### About this task
In the listing below, every entry should be duplicated exactly.

### Data excerpts
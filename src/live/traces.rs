// Live trace provider fed by the hardware link.
//
// Presents the same time-windowed query interface as the file-backed
// provider, reading from the view side of a live/view double buffer so a
// paused consumer keeps a stable snapshot while samples keep arriving.

use std::sync::Mutex;

use tracing::{info, warn};

use crate::core::error::Result;
use crate::core::format::SampleWindow;
use crate::core::provider::TraceSource;
use crate::core::units::{ms_to_ticks, ticks_to_ms, TimeBase};
use crate::live::buffer::LiveBuffer;
use crate::live::link::LiveChannelConfig;

pub struct LiveTracesProvider {
    /// One entry per tick: the samples of every channel in the group.
    buffer: LiveBuffer<Vec<i16>>,
    channels: Mutex<Vec<LiveChannelConfig>>,
    time_base: TimeBase,
    /// Resolution of the tick clock stamped onto incoming packets.
    tick_resolution: u32,
    retention_secs: u32,
}

impl LiveTracesProvider {
    /// Allocates the double buffer for `retention_secs` seconds of data
    /// at the group's sampling rate. Regions are never resized afterwards
    /// except through an explicit reconfiguration.
    pub fn new(
        sampling_rate: f64,
        tick_resolution: u32,
        retention_secs: u32,
        channels: Vec<LiveChannelConfig>,
    ) -> Self {
        let capacity = (sampling_rate * retention_secs as f64) as usize;
        Self {
            buffer: LiveBuffer::new(capacity),
            channels: Mutex::new(channels),
            time_base: TimeBase::new(sampling_rate),
            tick_resolution,
            retention_secs,
        }
    }

    /// Ingestion path: one tick's samples for all channels of the group.
    pub fn process_samples(&self, tick: u32, samples: Vec<i16>) {
        let expected = self.channels.lock().unwrap().len();
        if samples.len() != expected {
            warn!(
                "dropping sample group of {} values, group has {} channels",
                samples.len(),
                expected
            );
            return;
        }
        self.buffer.push(tick, samples);
    }

    /// Channel-set change notification. A different channel count drops
    /// all buffered data; an equal-sized update only swaps scales.
    pub fn process_config(&self, new_channels: Vec<LiveChannelConfig>) {
        let mut channels = self.channels.lock().unwrap();
        if new_channels.len() != channels.len() {
            info!(
                "live group resized from {} to {} channels, clearing buffers",
                channels.len(),
                new_channels.len()
            );
            let capacity = (self.time_base.sampling_rate() * self.retention_secs as f64) as usize;
            self.buffer.reset(capacity);
        }
        *channels = new_channels;
    }

    /// Number of tick entries currently buffered.
    pub fn buffered_entries(&self) -> usize {
        self.buffer.len()
    }

    pub fn is_paused(&self) -> bool {
        self.buffer.is_paused()
    }
}

impl TraceSource for LiveTracesProvider {
    fn channel_count(&self) -> usize {
        self.channels.lock().unwrap().len()
    }

    fn sampling_rate(&self) -> f64 {
        self.time_base.sampling_rate()
    }

    fn recording_length_ms(&self) -> i64 {
        self.buffer
            .latest_tick()
            .map(|t| ticks_to_ms(t as u64, self.tick_resolution))
            .unwrap_or(0)
    }

    fn labels(&self) -> Vec<String> {
        self.channels
            .lock()
            .unwrap()
            .iter()
            .map(|c| c.label.clone())
            .collect()
    }

    fn sample_count(&self, start_ms: i64, end_ms: i64, start_index_hint: i64) -> i64 {
        let start_index = if start_index_hint == 0 {
            self.time_base.index_at_ms(start_ms)
        } else {
            start_index_hint
        };
        self.time_base.index_at_ms(end_ms) - start_index
    }

    /// Serves the window from the active region snapshot. Data older than
    /// the retained capacity yields a truncated or empty window.
    fn fetch(&self, start_ms: i64, end_ms: i64, _start_index_hint: i64) -> Result<SampleWindow> {
        let start_tick = ms_to_ticks(start_ms.max(0), self.tick_resolution);
        let end_tick = ms_to_ticks(end_ms.max(0), self.tick_resolution);

        let scales: Vec<_> = {
            let channels = self.channels.lock().unwrap();
            channels.iter().map(|c| c.scale).collect()
        };
        let channel_count = scales.len();

        let entries = self.buffer.range(start_tick, end_tick);
        let mut samples = Vec::with_capacity(entries.len() * channel_count);
        let mut sample_count = 0;
        for (_, raw) in &entries {
            // Entries written before a reconfiguration have the old
            // shape; the reset should have removed them.
            if raw.len() != channel_count {
                continue;
            }
            for (channel, &value) in raw.iter().enumerate() {
                samples.push(scales[channel].convert(value));
            }
            sample_count += 1;
        }

        Ok(SampleWindow::new(channel_count, sample_count, samples))
    }

    fn paging_started(&self) {
        self.buffer.resume();
    }

    fn paging_stopped(&self) {
        self.buffer.pause();
    }
}

#[cfg(test)]
mod tests {
    use super::*;
    use crate::core::units::{AnalogUnit, ChannelScale};

    const TICK_RES: u32 = 30_000;

    fn channels(n: usize) -> Vec<LiveChannelConfig> {
        (0..n)
            .map(|i| LiveChannelConfig {
                label: format!("live{}", i),
                scale: ChannelScale::new(-8192, 8191, -5000, 5000, AnalogUnit::MicroVolt).unwrap(),
            })
            .collect()
    }

    fn provider() -> LiveTracesProvider {
        LiveTracesProvider::new(1000.0, TICK_RES, 2, channels(2))
    }

    /// Ticks of the global clock at a millisecond boundary.
    fn ticks(ms: u32) -> u32 {
        ms * (TICK_RES / 1000)
    }

    #[test]
    fn fetch_returns_converted_window() {
        let p = provider();
        p.process_samples(ticks(1), vec![0, 8191]);
        p.process_samples(ticks(2), vec![-8192, 0]);

        let window = p.fetch(0, 10, 0).unwrap();
        assert_eq!(window.sample_count, 2);
        assert_eq!(window.channel_count, 2);
        assert!((window.value(0, 1) - 5000.0).abs() < 1.0);
        assert!((window.value(1, 0) - -5000.0).abs() < 1.0);
    }

    #[test]
    fn pause_hides_new_samples_until_resume() {
        let p = provider();
        p.process_samples(ticks(1), vec![1, 1]);

        p.paging_stopped();
        assert!(p.is_paused());
        p.process_samples(ticks(2), vec![2, 2]);
        p.process_samples(ticks(3), vec![3, 3]);
        p.process_samples(ticks(4), vec![4, 4]);

        assert_eq!(p.fetch(0, 10, 0).unwrap().sample_count, 1);

        p.paging_started();
        assert!(!p.is_paused());
        assert_eq!(p.fetch(0, 10, 0).unwrap().sample_count, 4);
    }

    #[test]
    fn mismatched_sample_groups_are_dropped() {
        let p = provider();
        p.process_samples(ticks(1), vec![1, 2, 3]);
        assert_eq!(p.buffered_entries(), 0);
    }

    #[test]
    fn reconfiguration_clears_buffered_data() {
        let p = provider();
        p.process_samples(ticks(1), vec![1, 2]);
        assert_eq!(p.buffered_entries(), 1);

        p.process_config(channels(3));
        assert_eq!(p.channel_count(), 3);
        assert_eq!(p.buffered_entries(), 0);

        p.process_samples(ticks(2), vec![1, 2, 3]);
        assert_eq!(p.fetch(0, 10, 0).unwrap().channel_count, 3);
    }

    #[test]
    fn same_size_config_update_keeps_data() {
        let p = provider();
        p.process_samples(ticks(1), vec![1, 2]);
        p.process_config(channels(2));
        assert_eq!(p.buffered_entries(), 1);
    }

    #[test]
    fn recording_length_tracks_latest_tick() {
        let p = provider();
        assert_eq!(p.recording_length_ms(), 0);
        p.process_samples(ticks(25), vec![0, 0]);
        assert_eq!(p.recording_length_ms(), 25);
    }

    #[test]
    fn nominal_count_uses_the_sampling_rate() {
        let p = provider();
        assert_eq!(p.sample_count(0, 100, 0), 100);
        assert_eq!(p.sample_count(0, 100, 40), 60);
    }
}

### Written reply
filename src/live/traces.rs
// Live trace provider fed by the hardware link.
//
// Presents the same time-windowed query interface as the file-backed
// provider, reading from the view side of a live/view double buffer so a
// paused consumer keeps a stable snapshot while samples keep arriving.

use std::sync::Mutex;

use tracing::{info, warn};

use crate::core::error::Result;
use crate::core::format::SampleWindow;
use crate::core::provider::TraceSource;
use crate::core::units::{ms_to_ticks, ticks_to_ms, TimeBase};
use crate::live::buffer::LiveBuffer;
use crate::live::link::LiveChannelConfig;

pub struct LiveTracesProvider {
    /// One entry per tick: the samples of every channel in the group.
    buffer: LiveBuffer<Vec<i16>>,
    channels: Mutex<Vec<LiveChannelConfig>>,
    time_base: TimeBase,
    /// Resolution of the tick clock stamped onto incoming packets.
    tick_resolution: u32,
    retention_secs: u32,
}

impl LiveTracesProvider {
    /// Allocates the double buffer for `retention_secs` seconds of data
    /// at the group's sampling rate. Regions are never resized afterwards
    /// except through an explicit reconfiguration.
    pub fn new(
        sampling_rate: f64,
        tick_resolution: u32,
        retention_secs: u32,
        channels: Vec<LiveChannelConfig>,
    ) -> Self {
        let capacity = (sampling_rate * retention_secs as f64) as usize;
        Self {
            buffer: LiveBuffer::new(capacity),
            channels: Mutex::new(channels),
            time_base: TimeBase::new(sampling_rate),
            tick_resolution,
            retention_secs,
        }
    }

    /// Ingestion path: one tick's samples for all channels of the group.
    pub fn process_samples(&self, tick: u32, samples: Vec<i16>) {
        let expected = self.channels.lock().unwrap().len();
        if samples.len() != expected {
            warn!(
                "dropping sample group of {} values, group has {} channels",
                samples.len(),
                expected
            );
            return;
        }
        self.buffer.push(tick, samples);
    }

    /// Channel-set change notification. A different channel count drops
    /// all buffered data; an equal-sized update only swaps scales.
    pub fn process_config(&self, new_channels: Vec<LiveChannelConfig>) {
        let mut channels = self.channels.lock().unwrap();
        if new_channels.len() != channels.len() {
            info!(
                "live group resized from {} to {} channels, clearing buffers",
                channels.len(),
                new_channels.len()
            );
            let capacity = (self.time_base.sampling_rate() * self.retention_secs as f64) as usize;
            self.buffer.reset(capacity);
        }
        *channels = new_channels;
    }

    /// Number of tick entries currently buffered.
    pub fn buffered_entries(&self) -> usize {
        self.buffer.len()
    }

    pub fn is_paused(&self) -> bool {
        self.buffer.is_paused()
    }
}

impl TraceSource for LiveTracesProvider {
    fn channel_count(&self) -> usize {
        self.channels.lock().unwrap().len()
    }

    fn sampling_rate(&self) -> f64 {
        self.time_base.sampling_rate()
    }

    fn recording_length_ms(&self) -> i64 {
        self.buffer
            .latest_tick()
            .map(|t| ticks_to_ms(t as u64, self.tick_resolution))
            .unwrap_or(0)
    }

    fn labels(&self) -> Vec<String> {
        self.channels
            .lock()
            .unwrap()
            .iter()
            .map(|c| c.label.clone())
            .collect()
    }

    fn sample_count(&self, start_ms: i64, end_ms: i64, start_index_hint: i64) -> i64 {
        let start_index = if start_index_hint == 0 {
            self.time_base.index_at_ms(start_ms)
        } else {
            start_index_hint
        };
        self.time_base.index_at_ms(end_ms) - start_index
    }

    /// Serves the window from the active region snapshot. Data older than
    /// the retained capacity yields a truncated or empty window.
    fn fetch(&self, start_ms: i64, end_ms: i64, _start_index_hint: i64) -> Result<SampleWindow> {
        let start_tick = ms_to_ticks(start_ms.max(0), self.tick_resolution);
        let end_tick = ms_to_ticks(end_ms.max(0), self.tick_resolution);

        let scales: Vec<_> = {
            let channels = self.channels.lock().unwrap();
            channels.iter().map(|c| c.scale).collect()
        };
        let channel_count = scales.len();

        let entries = self.buffer.range(start_tick, end_tick);
        let mut samples = Vec::with_capacity(entries.len() * channel_count);
        let mut sample_count = 0;
        for (_, raw) in &entries {
            // Entries written before a reconfiguration have the old
            // shape; the reset should have removed them.
            if raw.len() != channel_count {
                continue;
            }
            for (channel, &value) in raw.iter().enumerate() {
                samples.push(scales[channel].convert(value));
            }
            sample_count += 1;
        }

        Ok(SampleWindow::new(channel_count, sample_count, samples))
    }

    fn paging_started(&self) {
        self.buffer.resume();
    }

    fn paging_stopped(&self) {
        self.buffer.pause();
    }
}

#[cfg(test)]
mod tests {
    use super::*;
    use crate::core::units::{AnalogUnit, ChannelScale};

    const TICK_RES: u32 = 30_000;

    fn channels(n: usize) -> Vec<LiveChannelConfig> {
        (0..n)
            .map(|i| LiveChannelConfig {
                label: format!("live{}", i),
                scale: ChannelScale::new(-8192, 8191, -5000, 5000, AnalogUnit::MicroVolt).unwrap(),
            })
            .collect()
    }

    fn provider() -> LiveTracesProvider {
        LiveTracesProvider::new(1000.0, TICK_RES, 2, channels(2))
    }

    /// Ticks of the global clock at a millisecond boundary.
    fn ticks(ms: u32) -> u32 {
        ms * (TICK_RES / 1000)
    }

    #[test]
    fn fetch_returns_converted_window() {
        let p = provider();
        p.process_samples(ticks(1), vec![0, 8191]);
        p.process_samples(ticks(2), vec![-8192, 0]);

        let window = p.fetch(0, 10, 0).unwrap();
        assert_eq!(window.sample_count, 2);
        assert_eq!(window.channel_count, 2);
        assert!((window.value(0, 1) - 5000.0).abs() < 1.0);
        assert!((window.value(1, 0) - -5000.0).abs() < 1.0);
    }

    #[test]
    fn pause_hides_new_samples_until_resume() {
        let p = provider();
        p.process_samples(ticks(1), vec![1, 1]);

        p.paging_stopped();
        assert!(p.is_paused());
        p.process_samples(ticks(2), vec![2, 2]);
        p.process_samples(ticks(3), vec![3, 3]);
        p.process_samples(ticks(4), vec![4, 4]);

        assert_eq!(p.fetch(0, 10, 0).unwrap().sample_count, 1);

        p.paging_started();
        assert!(!p.is_paused());
        assert_eq!(p.fetch(0, 10, 0).unwrap().sample_count, 4);
    }

    #[test]
    fn mismatched_sample_groups_are_dropped() {
        let p = provider();
        p.process_samples(ticks(1), vec![1, 2, 3]);
        assert_eq!(p.buffered_entries(), 0);
    }

    #[test]
    fn reconfiguration_clears_buffered_data() {
        let p = provider();
        p.process_samples(ticks(1), vec![1, 2]);
        assert_eq!(p.buffered_entries(), 1);

        p.process_config(channels(3));
        assert_eq!(p.channel_count(), 3);
        assert_eq!(p.buffered_entries(), 0);

        p.process_samples(ticks(2), vec![1, 2, 3]);
        assert_eq!(p.fetch(0, 10, 0).unwrap().channel_count, 3);
    }

    #[test]
    fn same_size_config_update_keeps_data() {
        let p = provider();
        p.process_samples(ticks(1), vec![1, 2]);
        p.process_config(channels(2));
        assert_eq!(p.buffered_entries(), 1);
    }

    #[test]
    fn recording_length_tracks_latest_tick() {
        let p = provider();
        assert_eq!(p.recording_length_ms(), 0);
        p.process_samples(ticks(25), vec![0, 0]);
        assert_eq!(p.recording_length_ms(), 25);
    }

    #[test]
    fn nominal_count_uses_the_sampling_rate() {
        let p = provider();
        assert_eq!(p.sample_count(0, 100, 0), 100);
        assert_eq!(p.sample_count(0, 100, 40), 60);
    }
}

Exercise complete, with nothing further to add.